Tim-tim akan kewalahan sejak peluit pertama, tidak mampu melawan bek tengah yang saling tumpang tindih, sebuah cara baru yang dilakukan Wilder untuk membuat Blades efektif dalam menyerang tanpa pernah kehilangan kemampuan siluman mereka dalam bertahan.
Pada akhirnya hancur; umur panjang ditentukan oleh investasi dan Sheffield United, seperti banyak klub lainnya, gagal dalam hal itu. Cedera tidak membantu tetapi momentum adalah kata-kata yang menarik bagi mereka. Mereka bereaksi terhadap penonton tuan rumah dan itu mendorong mereka. Absennya penggemar sepak bola berarti bermain di stadion kosong. Hal ini pada akhirnya terbukti menjadi pukulan fatal.

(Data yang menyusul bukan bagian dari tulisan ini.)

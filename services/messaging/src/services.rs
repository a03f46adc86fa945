use sqlx::PgPool;
use uuid::Uuid;

use foundermentor_auth::JwtService;
use foundermentor_common::{AppError, RedisService};
use foundermentor_database::{Conversation, Message};

use crate::config::AppConfig;
use crate::models::*;

#[derive(Clone)]
pub struct AppState {
    pub db_pool: PgPool,
    pub redis_service: RedisService,
    pub jwt_service: JwtService,
    pub config: AppConfig,
}

pub struct MessagingService {
    db_pool: PgPool,
    redis_service: RedisService,
    config: AppConfig,
}

impl MessagingService {
    pub fn new(state: &AppState) -> Self {
        Self {
            db_pool: state.db_pool.clone(),
            redis_service: state.redis_service.clone(),
            config: state.config.clone(),
        }
    }

    pub async fn send_message(
        &self,
        sender_id: Uuid,
        request: SendMessageRequest,
    ) -> Result<MessageResponse, AppError> {
        if request.recipient_id == sender_id {
            return Err(AppError::Validation(
                "Cannot message yourself".to_string(),
            ));
        }

        let recipient_exists: Option<(Uuid,)> =
            sqlx::query_as("SELECT user_id FROM users WHERE user_id = $1")
                .bind(request.recipient_id)
                .fetch_optional(&self.db_pool)
                .await
                .map_err(AppError::Database)?;
        if recipient_exists.is_none() {
            return Err(AppError::NotFound("Recipient not found".to_string()));
        }

        let (participant_a, participant_b) = ordered_pair(sender_id, request.recipient_id);

        // One row per pair; a concurrent first message from either side
        // resolves to the same conversation.
        let conversation = sqlx::query_as::<_, Conversation>(
            r#"
            INSERT INTO conversations (participant_a, participant_b)
            VALUES ($1, $2)
            ON CONFLICT (participant_a, participant_b)
            DO UPDATE SET updated_at = NOW()
            RETURNING *
            "#,
        )
        .bind(participant_a)
        .bind(participant_b)
        .fetch_one(&self.db_pool)
        .await
        .map_err(AppError::Database)?;

        let message = sqlx::query_as::<_, Message>(
            r#"
            INSERT INTO messages (conversation_id, sender_id, recipient_id, content)
            VALUES ($1, $2, $3, $4)
            RETURNING *
            "#,
        )
        .bind(conversation.conversation_id)
        .bind(sender_id)
        .bind(request.recipient_id)
        .bind(&request.content)
        .fetch_one(&self.db_pool)
        .await
        .map_err(AppError::Database)?;

        self.redis_service
            .incr_unread(
                &request.recipient_id.to_string(),
                &conversation.conversation_id.to_string(),
            )
            .await?;

        Ok(message.into())
    }

    pub async fn list_conversations(
        &self,
        caller_id: Uuid,
    ) -> Result<Vec<ConversationResponse>, AppError> {
        let conversations = sqlx::query_as::<_, Conversation>(
            r#"
            SELECT * FROM conversations
            WHERE participant_a = $1 OR participant_b = $1
            ORDER BY updated_at DESC
            "#,
        )
        .bind(caller_id)
        .fetch_all(&self.db_pool)
        .await
        .map_err(AppError::Database)?;

        let mut responses = Vec::with_capacity(conversations.len());
        for conversation in conversations {
            let last_message = sqlx::query_as::<_, Message>(
                r#"
                SELECT * FROM messages
                WHERE conversation_id = $1
                ORDER BY created_at DESC
                LIMIT 1
                "#,
            )
            .bind(conversation.conversation_id)
            .fetch_optional(&self.db_pool)
            .await
            .map_err(AppError::Database)?;

            let unread_count = self
                .redis_service
                .get_unread(
                    &caller_id.to_string(),
                    &conversation.conversation_id.to_string(),
                )
                .await?;

            let other_participant = if conversation.participant_a == caller_id {
                conversation.participant_b
            } else {
                conversation.participant_a
            };

            responses.push(ConversationResponse {
                conversation_id: conversation.conversation_id,
                other_participant,
                last_message: last_message.map(Into::into),
                unread_count,
                updated_at: conversation.updated_at,
            });
        }

        Ok(responses)
    }

    pub async fn list_messages(
        &self,
        conversation_id: Uuid,
        caller_id: Uuid,
        page: i64,
        limit: i64,
    ) -> Result<Vec<MessageResponse>, AppError> {
        let conversation = sqlx::query_as::<_, Conversation>(
            "SELECT * FROM conversations WHERE conversation_id = $1",
        )
        .bind(conversation_id)
        .fetch_optional(&self.db_pool)
        .await
        .map_err(AppError::Database)?
        .ok_or_else(|| AppError::NotFound("Conversation not found".to_string()))?;

        if conversation.participant_a != caller_id && conversation.participant_b != caller_id {
            return Err(AppError::Authorization(
                "Not a participant in this conversation".to_string(),
            ));
        }

        let limit = limit.clamp(1, self.config.max_page_size);
        let offset = (page.max(1) - 1) * limit;

        let messages = sqlx::query_as::<_, Message>(
            r#"
            SELECT * FROM messages
            WHERE conversation_id = $1
            ORDER BY created_at DESC
            LIMIT $2 OFFSET $3
            "#,
        )
        .bind(conversation_id)
        .bind(limit)
        .bind(offset)
        .fetch_all(&self.db_pool)
        .await
        .map_err(AppError::Database)?;

        // Reading the history marks the caller's side read.
        sqlx::query(
            r#"
            UPDATE messages
            SET read_at = NOW()
            WHERE conversation_id = $1 AND recipient_id = $2 AND read_at IS NULL
            "#,
        )
        .bind(conversation_id)
        .bind(caller_id)
        .execute(&self.db_pool)
        .await
        .map_err(AppError::Database)?;

        self.redis_service
            .reset_unread(&caller_id.to_string(), &conversation_id.to_string())
            .await?;

        Ok(messages.into_iter().map(Into::into).collect())
    }
}
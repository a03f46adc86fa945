use serde::{Deserialize, Serialize};

use foundermentor_common::{DatabaseConfig, JwtConfig, RedisConfig, ServerConfig};

#[derive(Debug, Clone, Serialize, Deserialize)]
pub struct AppConfig {
    pub server: ServerConfig,
    pub database: DatabaseConfig,
    pub redis: RedisConfig,
    pub jwt: JwtConfig,
    /// Page size cap for message history.
    pub max_page_size: i64,
}

impl AppConfig {
    pub fn from_env() -> Self {
        Self {
            server: ServerConfig::from_env(8005),
            database: DatabaseConfig::from_env(),
            redis: RedisConfig::from_env(),
            jwt: JwtConfig::from_env(),
            max_page_size: std::env::var("MAX_PAGE_SIZE")
                .ok()
                .and_then(|v| v.parse().ok())
                .unwrap_or(100),
        }
    }
}
use axum::{
    extract::{Path, Query, State},
    response::Json,
};
use serde::Deserialize;
use uuid::Uuid;
use validator::Validate;

use foundermentor_auth::Claims;
use foundermentor_common::{ApiResponse, AppError};

use crate::models::*;
use crate::services::{AppState, MessagingService};

// Health check
pub async fn health_check() -> Json<ApiResponse<String>> {
    Json(ApiResponse::success("Messaging service is healthy".to_string()))
}

#[derive(Debug, Deserialize)]
pub struct PageQuery {
    pub page: Option<i64>,
    pub limit: Option<i64>,
}

pub async fn send_message(
    State(state): State<AppState>,
    claims: Claims,
    Json(request): Json<SendMessageRequest>,
) -> Result<Json<ApiResponse<MessageResponse>>, AppError> {
    request
        .validate()
        .map_err(|e| AppError::Validation(format!("Validation error: {}", e)))?;

    let service = MessagingService::new(&state);
    let response = service.send_message(claims.user_id()?, request).await?;
    Ok(Json(ApiResponse::success(response)))
}

pub async fn list_conversations(
    State(state): State<AppState>,
    claims: Claims,
) -> Result<Json<ApiResponse<Vec<ConversationResponse>>>, AppError> {
    let service = MessagingService::new(&state);
    let response = service.list_conversations(claims.user_id()?).await?;
    Ok(Json(ApiResponse::success(response)))
}

pub async fn list_messages(
    State(state): State<AppState>,
    claims: Claims,
    Path(conversation_id): Path<Uuid>,
    Query(query): Query<PageQuery>,
) -> Result<Json<ApiResponse<Vec<MessageResponse>>>, AppError> {
    let service = MessagingService::new(&state);
    let response = service
        .list_messages(
            conversation_id,
            claims.user_id()?,
            query.page.unwrap_or(1),
            query.limit.unwrap_or(50),
        )
        .await?;
    Ok(Json(ApiResponse::success(response)))
}
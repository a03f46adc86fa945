use chrono::{DateTime, Utc};
use serde::{Deserialize, Serialize};

#[derive(Debug, Clone, Copy, Serialize, Deserialize, PartialEq, Eq)]
#[serde(rename_all = "lowercase")]
pub enum UserRole {
    Mentee,
    Mentor,
    Admin,
}

impl UserRole {
    pub fn as_str(&self) -> &'static str {
        match self {
            UserRole::Mentee => "mentee",
            UserRole::Mentor => "mentor",
            UserRole::Admin => "admin",
        }
    }

    pub fn parse(value: &str) -> Option<Self> {
        match value {
            "mentee" => Some(UserRole::Mentee),
            "mentor" => Some(UserRole::Mentor),
            "admin" => Some(UserRole::Admin),
            _ => None,
        }
    }
}

/// Lifecycle of a mentorship request.
///
/// `Pending -> Accepted -> Completed` and `Pending -> Rejected`;
/// `Rejected` and `Completed` are terminal.
#[derive(Debug, Clone, Copy, Serialize, Deserialize, PartialEq, Eq)]
#[serde(rename_all = "lowercase")]
pub enum RequestStatus {
    Pending,
    Accepted,
    Rejected,
    Completed,
}

impl RequestStatus {
    pub fn as_str(&self) -> &'static str {
        match self {
            RequestStatus::Pending => "pending",
            RequestStatus::Accepted => "accepted",
            RequestStatus::Rejected => "rejected",
            RequestStatus::Completed => "completed",
        }
    }

    pub fn parse(value: &str) -> Option<Self> {
        match value {
            "pending" => Some(RequestStatus::Pending),
            "accepted" => Some(RequestStatus::Accepted),
            "rejected" => Some(RequestStatus::Rejected),
            "completed" => Some(RequestStatus::Completed),
            _ => None,
        }
    }

    pub fn can_transition_to(&self, next: RequestStatus) -> bool {
        matches!(
            (self, next),
            (RequestStatus::Pending, RequestStatus::Accepted)
                | (RequestStatus::Pending, RequestStatus::Rejected)
                | (RequestStatus::Accepted, RequestStatus::Completed)
        )
    }

    pub fn is_terminal(&self) -> bool {
        matches!(self, RequestStatus::Rejected | RequestStatus::Completed)
    }
}

/// Lifecycle of a scheduled session.
///
/// `Upcoming -> InProgress -> Completed` and `Upcoming -> Cancelled`.
#[derive(Debug, Clone, Copy, Serialize, Deserialize, PartialEq, Eq)]
#[serde(rename_all = "snake_case")]
pub enum SessionStatus {
    Upcoming,
    InProgress,
    Completed,
    Cancelled,
}

impl SessionStatus {
    pub fn as_str(&self) -> &'static str {
        match self {
            SessionStatus::Upcoming => "upcoming",
            SessionStatus::InProgress => "in_progress",
            SessionStatus::Completed => "completed",
            SessionStatus::Cancelled => "cancelled",
        }
    }

    pub fn parse(value: &str) -> Option<Self> {
        match value {
            "upcoming" => Some(SessionStatus::Upcoming),
            "in_progress" => Some(SessionStatus::InProgress),
            "completed" => Some(SessionStatus::Completed),
            "cancelled" => Some(SessionStatus::Cancelled),
            _ => None,
        }
    }

    pub fn can_transition_to(&self, next: SessionStatus) -> bool {
        matches!(
            (self, next),
            (SessionStatus::Upcoming, SessionStatus::InProgress)
                | (SessionStatus::Upcoming, SessionStatus::Cancelled)
                | (SessionStatus::InProgress, SessionStatus::Completed)
        )
    }
}

#[derive(Debug, Clone, Copy, Serialize, Deserialize, PartialEq, Eq)]
#[serde(rename_all = "lowercase")]
pub enum MentorshipStatus {
    Active,
    Completed,
}

impl MentorshipStatus {
    pub fn as_str(&self) -> &'static str {
        match self {
            MentorshipStatus::Active => "active",
            MentorshipStatus::Completed => "completed",
        }
    }

    pub fn parse(value: &str) -> Option<Self> {
        match value {
            "active" => Some(MentorshipStatus::Active),
            "completed" => Some(MentorshipStatus::Completed),
            _ => None,
        }
    }
}

#[derive(Debug, Clone, Copy, Serialize, Deserialize, PartialEq, Eq)]
#[serde(rename_all = "lowercase")]
pub enum ResourceType {
    Article,
    Video,
    Link,
    File,
    Template,
}

impl ResourceType {
    pub fn as_str(&self) -> &'static str {
        match self {
            ResourceType::Article => "article",
            ResourceType::Video => "video",
            ResourceType::Link => "link",
            ResourceType::File => "file",
            ResourceType::Template => "template",
        }
    }

    pub fn parse(value: &str) -> Option<Self> {
        match value {
            "article" => Some(ResourceType::Article),
            "video" => Some(ResourceType::Video),
            "link" => Some(ResourceType::Link),
            "file" => Some(ResourceType::File),
            "template" => Some(ResourceType::Template),
            _ => None,
        }
    }
}

// Common response wrapper
#[derive(Debug, Serialize, Deserialize)]
pub struct ApiResponse<T> {
    pub success: bool,
    pub data: Option<T>,
    pub error: Option<String>,
    pub timestamp: DateTime<Utc>,
}

impl<T> ApiResponse<T> {
    pub fn success(data: T) -> Self {
        Self {
            success: true,
            data: Some(data),
            error: None,
            timestamp: Utc::now(),
        }
    }

    pub fn error(message: String) -> Self {
        Self {
            success: false,
            data: None,
            error: Some(message),
            timestamp: Utc::now(),
        }
    }
}

#[cfg(test)]
mod tests {
    use super::*;

    #[test]
    fn request_status_allows_only_spec_transitions() {
        assert!(RequestStatus::Pending.can_transition_to(RequestStatus::Accepted));
        assert!(RequestStatus::Pending.can_transition_to(RequestStatus::Rejected));
        assert!(RequestStatus::Accepted.can_transition_to(RequestStatus::Completed));

        assert!(!RequestStatus::Rejected.can_transition_to(RequestStatus::Accepted));
        assert!(!RequestStatus::Completed.can_transition_to(RequestStatus::Accepted));
        assert!(!RequestStatus::Pending.can_transition_to(RequestStatus::Completed));
        assert!(!RequestStatus::Accepted.can_transition_to(RequestStatus::Rejected));
    }

    #[test]
    fn terminal_request_states() {
        assert!(RequestStatus::Rejected.is_terminal());
        assert!(RequestStatus::Completed.is_terminal());
        assert!(!RequestStatus::Pending.is_terminal());
        assert!(!RequestStatus::Accepted.is_terminal());
    }

    #[test]
    fn session_status_transitions() {
        assert!(SessionStatus::Upcoming.can_transition_to(SessionStatus::InProgress));
        assert!(SessionStatus::Upcoming.can_transition_to(SessionStatus::Cancelled));
        assert!(SessionStatus::InProgress.can_transition_to(SessionStatus::Completed));

        assert!(!SessionStatus::Cancelled.can_transition_to(SessionStatus::Upcoming));
        assert!(!SessionStatus::Completed.can_transition_to(SessionStatus::InProgress));
        assert!(!SessionStatus::InProgress.can_transition_to(SessionStatus::Cancelled));
    }

    #[test]
    fn status_round_trips_through_storage_strings() {
        for status in [
            RequestStatus::Pending,
            RequestStatus::Accepted,
            RequestStatus::Rejected,
            RequestStatus::Completed,
        ] {
            assert_eq!(RequestStatus::parse(status.as_str()), Some(status));
        }
        assert_eq!(SessionStatus::parse("in_progress"), Some(SessionStatus::InProgress));
        assert_eq!(SessionStatus::parse("unknown"), None);
    }
}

Mengalahkan Spurs dengan cara yang mereka lakukan terasa seperti pengingat bagi Boro, tetapi juga bagi Wilder. Hal ini menunjukkan kekuatan komunitas yang bergerak ke arah yang sama dan membuktikan bahwa ia dapat mengubah nasib klub-klub yang melemah karena kenangan akan kesuksesan di masa lalu. Ini adalah pengingat akan apa yang telah dilakukan Middlesbrough. Ini mungkin sebuah kota kecil yang relatif dekat dengan tiga tim kota dengan sejarah yang jauh lebih besar – Newcastle, Sunderland dan Leeds – namun jika dimanfaatkan, kebersamaan mereka dapat mendorong mereka menuju hal-hal yang lebih besar. Mereka telah menumpahkan darah perusahaan sebelumnya; ini bukanlah hal baru bagi mereka.

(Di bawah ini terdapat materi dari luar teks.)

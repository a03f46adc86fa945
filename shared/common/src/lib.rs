pub mod config;
pub mod error;
pub mod redis;
pub mod types;
pub mod uploads;

pub use config::*;
pub use error::*;
pub use redis::*;
pub use types::*;
use axum::{
    extract::DefaultBodyLimit,
    middleware,
    routing::{delete, get, post, put},
    Router,
};

use foundermentor_auth::{auth_middleware, JwtService};

use crate::handlers;
use crate::services::AppState;

// Avatar uploads are capped at 5 MB; the body limit leaves headroom for
// the multipart framing.
const MAX_UPLOAD_BODY_BYTES: usize = 6 * 1024 * 1024;

pub fn create_routes(jwt_service: JwtService) -> Router<AppState> {
    let protected = Router::new()
        .route("/auth/logout", post(handlers::logout))
        .route("/auth/me", get(handlers::me))
        // Profiles
        .route("/profiles/:user_id", get(handlers::get_profile))
        .route("/profiles", put(handlers::update_profile))
        .route(
            "/profiles/avatar",
            post(handlers::upload_avatar).layer(DefaultBodyLimit::max(MAX_UPLOAD_BODY_BYTES)),
        )
        // Admin
        .route("/admin/users", get(handlers::list_users))
        .route("/admin/users/:user_id/verify", post(handlers::verify_mentor))
        .route("/admin/users/:user_id/roles", post(handlers::add_role))
        .route("/admin/users/:user_id/roles/:role", delete(handlers::remove_role))
        .route_layer(middleware::from_fn_with_state(jwt_service, auth_middleware));

    Router::new()
        .route("/health", get(handlers::health_check))
        .route("/auth/register", post(handlers::register))
        .route("/auth/login", post(handlers::login))
        .merge(protected)
}
use axum::{
    http::{Method, StatusCode},
    response::Json,
};
use tower::ServiceBuilder;
use tower_http::{
    cors::{Any, CorsLayer},
    trace::TraceLayer,
};
use tracing_subscriber::{layer::SubscriberExt, util::SubscriberInitExt};

use foundermentor_common::ApiResponse;
use foundermentor_database::create_pool;

use foundermentor_user_management::{config::AppConfig, routes, services};

#[tokio::main]
async fn main() -> Result<(), Box<dyn std::error::Error>> {
    tracing_subscriber::registry()
        .with(
            tracing_subscriber::EnvFilter::try_from_default_env()
                .unwrap_or_else(|_| "foundermentor_user_management=debug,tower_http=debug".into()),
        )
        .with(tracing_subscriber::fmt::layer())
        .init();

    dotenvy::dotenv().ok();
    let config = AppConfig::from_env();

    let db_pool = create_pool(&config.database).await?;
    foundermentor_database::run_migrations(&db_pool).await?;

    let redis_service = foundermentor_common::RedisService::new(&config.redis).await?;
    let jwt_service = foundermentor_auth::JwtService::new(&config.jwt.secret);

    let app_state = services::AppState {
        db_pool,
        redis_service,
        jwt_service: jwt_service.clone(),
        config: config.clone(),
    };

    let cors = CorsLayer::new()
        .allow_methods([Method::GET, Method::POST, Method::PUT, Method::DELETE])
        .allow_headers(Any)
        .allow_origin(Any);

    let app = routes::create_routes(jwt_service)
        .layer(ServiceBuilder::new().layer(TraceLayer::new_for_http()).layer(cors))
        .with_state(app_state)
        .fallback(handler_404);

    let listener =
        tokio::net::TcpListener::bind(format!("{}:{}", config.server.host, config.server.port))
            .await?;

    tracing::info!(
        "User management service listening on {}:{}",
        config.server.host,
        config.server.port
    );

    axum::serve(listener, app).await?;

    Ok(())
}

async fn handler_404() -> (StatusCode, Json<ApiResponse<()>>) {
    (
        StatusCode::NOT_FOUND,
        Json(ApiResponse::error("Endpoint not found".to_string())),
    )
}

Chelsea akan datang ke kota berikutnya dan tidak akan ada pintu masuk yang megah, tidak ada rasa nyaman. Middlesbrough mengalahkan The Blues asuhan Jose Mourinho dua kali pada masa McClaren. Bukti adanya kekecewaan sulit untuk diabaikan. Coburn, pahlawan terbaru mereka, masih balita saat terakhir kali Boro bisa menyebut diri mereka kekuatan apa pun, tapi mungkin sekarang, ada benih perbedaan yang sedang ditanamkan.
Yang paling penting adalah kembali merasakan permainan seperti itu setiap minggunya, yang berarti mendorong promosi lagi. Pada akhirnya, keadaan bisa saja berubah di tepi sungai Tees.